Exercise details: Write out the records once more, exactly as given.

Data for this exercise:
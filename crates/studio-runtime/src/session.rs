use crate::scheduler::{Fired, TokioScheduler};
use crate::{Error, Result};
use std::path::Path;
use std::time::Duration;
use studio_core::{Action, Outcome, Studio};
use tokio::sync::mpsc;

/// A studio running against the wall clock
///
/// Actions are applied immediately; replies arrive later through
/// [`Session::next_reply`], which the caller polls alongside its own input.
pub struct Session {
    studio: Studio<TokioScheduler>,
    fired: mpsc::UnboundedReceiver<Fired>,
}

impl Session {
    pub fn new(reply_delay: Duration) -> Self {
        let (scheduler, fired) = TokioScheduler::new();
        Self {
            studio: Studio::new(scheduler).with_reply_delay(reply_delay),
            fired,
        }
    }

    pub fn studio(&self) -> &Studio<TokioScheduler> {
        &self.studio
    }

    pub fn dispatch(&mut self, action: Action) -> Result<Outcome> {
        Ok(self.studio.dispatch(action)?)
    }

    /// Wait for the next timer and apply it
    ///
    /// Pends forever while nothing is scheduled, so it is meant to be one
    /// branch of a `tokio::select!`.
    pub async fn next_reply(&mut self) -> Result<Outcome> {
        let Fired { timer, event } = self.fired.recv().await.ok_or(Error::ChannelClosed)?;
        self.studio.scheduler_mut().release(timer);
        tracing::debug!("Timer {:?} fired", timer);
        Ok(self.studio.dispatch(Action::Deliver(event))?)
    }

    /// Write the state snapshot to `path`
    pub fn export(&self, path: &Path) -> Result<()> {
        std::fs::write(path, self.studio.snapshot_json()?)?;
        tracing::debug!("Snapshot written to {}", path.display());
        Ok(())
    }

    /// Apply replies until none are outstanding
    pub async fn drain(&mut self) -> Result<Vec<Outcome>> {
        let mut outcomes = Vec::new();
        while self.studio.pending_replies() > 0 {
            outcomes.push(self.next_reply().await?);
        }
        Ok(outcomes)
    }
}

#[cfg(test)]
mod tests {
    use super::*;
    use studio_core::conversation::Sender;

    #[tokio::test(start_paused = true)]
    async fn test_drain_delivers_every_reply() {
        let mut session = Session::new(Duration::from_millis(1000));
        session.dispatch(Action::SetAgentActive(true)).unwrap();
        session
            .dispatch(Action::SendMessage("book a flight".to_string()))
            .unwrap();
        session
            .dispatch(Action::SendMessage("check email".to_string()))
            .unwrap();

        let outcomes = session.drain().await.unwrap();
        assert_eq!(outcomes.len(), 2);

        let log = &session.studio().state().conversation;
        assert_eq!(log.count_by(Sender::Agent), 2);
        assert_eq!(session.studio().scheduler().outstanding(), 0);
    }

    #[tokio::test(start_paused = true)]
    async fn test_stop_before_reply_skips_it() {
        let mut session = Session::new(Duration::from_millis(1000));
        session.dispatch(Action::SetAgentActive(true)).unwrap();
        session
            .dispatch(Action::SendMessage("slow task".to_string()))
            .unwrap();
        let task_id = session.studio().state().tasks.list()[0].id;

        session.dispatch(Action::StopTask(task_id)).unwrap();
        let outcomes = session.drain().await.unwrap();

        assert!(outcomes.is_empty());
        tokio::time::sleep(Duration::from_secs(5)).await;
        assert_eq!(
            session.studio().state().conversation.count_by(Sender::Agent),
            0
        );
    }

    #[tokio::test]
    async fn test_export_writes_snapshot() {
        let dir = tempfile::tempdir().unwrap();
        let path = dir.path().join("snapshot.json");

        let mut session = Session::new(Duration::from_millis(10));
        session
            .dispatch(Action::SendMessage("hello".to_string()))
            .unwrap();
        session.export(&path).unwrap();

        let json = std::fs::read_to_string(&path).unwrap();
        assert!(json.contains("\"hello\""));
    }

    #[tokio::test]
    async fn test_export_to_missing_directory_is_io_error() {
        let dir = tempfile::tempdir().unwrap();
        let path = dir.path().join("missing").join("snapshot.json");

        let session = Session::new(Duration::from_millis(10));
        assert!(matches!(session.export(&path), Err(Error::Io(_))));
    }

    #[tokio::test(start_paused = true)]
    async fn test_inactive_session_schedules_nothing() {
        let mut session = Session::new(Duration::from_millis(10));
        session.dispatch(Action::SendMessage("hello".to_string())).unwrap();

        assert!(session.drain().await.unwrap().is_empty());
        assert_eq!(session.studio().scheduler().outstanding(), 0);
    }
}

Problem solution:
filename crates/studio-runtime/src/session.rs
use crate::scheduler::{Fired, TokioScheduler};
use crate::{Error, Result};
use std::path::Path;
use std::time::Duration;
use studio_core::{Action, Outcome, Studio};
use tokio::sync::mpsc;

/// A studio running against the wall clock
///
/// Actions are applied immediately; replies arrive later through
/// [`Session::next_reply`], which the caller polls alongside its own input.
pub struct Session {
    studio: Studio<TokioScheduler>,
    fired: mpsc::UnboundedReceiver<Fired>,
}

impl Session {
    pub fn new(reply_delay: Duration) -> Self {
        let (scheduler, fired) = TokioScheduler::new();
        Self {
            studio: Studio::new(scheduler).with_reply_delay(reply_delay),
            fired,
        }
    }

    pub fn studio(&self) -> &Studio<TokioScheduler> {
        &self.studio
    }

    pub fn dispatch(&mut self, action: Action) -> Result<Outcome> {
        Ok(self.studio.dispatch(action)?)
    }

    /// Wait for the next timer and apply it
    ///
    /// Pends forever while nothing is scheduled, so it is meant to be one
    /// branch of a `tokio::select!`.
    pub async fn next_reply(&mut self) -> Result<Outcome> {
        let Fired { timer, event } = self.fired.recv().await.ok_or(Error::ChannelClosed)?;
        self.studio.scheduler_mut().release(timer);
        tracing::debug!("Timer {:?} fired", timer);
        Ok(self.studio.dispatch(Action::Deliver(event))?)
    }

    /// Write the state snapshot to `path`
    pub fn export(&self, path: &Path) -> Result<()> {
        std::fs::write(path, self.studio.snapshot_json()?)?;
        tracing::debug!("Snapshot written to {}", path.display());
        Ok(())
    }

    /// Apply replies until none are outstanding
    pub async fn drain(&mut self) -> Result<Vec<Outcome>> {
        let mut outcomes = Vec::new();
        while self.studio.pending_replies() > 0 {
            outcomes.push(self.next_reply().await?);
        }
        Ok(outcomes)
    }
}

#[cfg(test)]
mod tests {
    use super::*;
    use studio_core::conversation::Sender;

    #[tokio::test(start_paused = true)]
    async fn test_drain_delivers_every_reply() {
        let mut session = Session::new(Duration::from_millis(1000));
        session.dispatch(Action::SetAgentActive(true)).unwrap();
        session
            .dispatch(Action::SendMessage("book a flight".to_string()))
            .unwrap();
        session
            .dispatch(Action::SendMessage("check email".to_string()))
            .unwrap();

        let outcomes = session.drain().await.unwrap();
        assert_eq!(outcomes.len(), 2);

        let log = &session.studio().state().conversation;
        assert_eq!(log.count_by(Sender::Agent), 2);
        assert_eq!(session.studio().scheduler().outstanding(), 0);
    }

    #[tokio::test(start_paused = true)]
    async fn test_stop_before_reply_skips_it() {
        let mut session = Session::new(Duration::from_millis(1000));
        session.dispatch(Action::SetAgentActive(true)).unwrap();
        session
            .dispatch(Action::SendMessage("slow task".to_string()))
            .unwrap();
        let task_id = session.studio().state().tasks.list()[0].id;

        session.dispatch(Action::StopTask(task_id)).unwrap();
        let outcomes = session.drain().await.unwrap();

        assert!(outcomes.is_empty());
        tokio::time::sleep(Duration::from_secs(5)).await;
        assert_eq!(
            session.studio().state().conversation.count_by(Sender::Agent),
            0
        );
    }

    #[tokio::test]
    async fn test_export_writes_snapshot() {
        let dir = tempfile::tempdir().unwrap();
        let path = dir.path().join("snapshot.json");

        let mut session = Session::new(Duration::from_millis(10));
        session
            .dispatch(Action::SendMessage("hello".to_string()))
            .unwrap();
        session.export(&path).unwrap();

        let json = std::fs::read_to_string(&path).unwrap();
        assert!(json.contains("\"hello\""));
    }

    #[tokio::test]
    async fn test_export_to_missing_directory_is_io_error() {
        let dir = tempfile::tempdir().unwrap();
        let path = dir.path().join("missing").join("snapshot.json");

        let session = Session::new(Duration::from_millis(10));
        assert!(matches!(session.export(&path), Err(Error::Io(_))));
    }

    #[tokio::test(start_paused = true)]
    async fn test_inactive_session_schedules_nothing() {
        let mut session = Session::new(Duration::from_millis(10));
        session.dispatch(Action::SendMessage("hello".to_string())).unwrap();

        assert!(session.drain().await.unwrap().is_empty());
        assert_eq!(session.studio().scheduler().outstanding(), 0);
    }
}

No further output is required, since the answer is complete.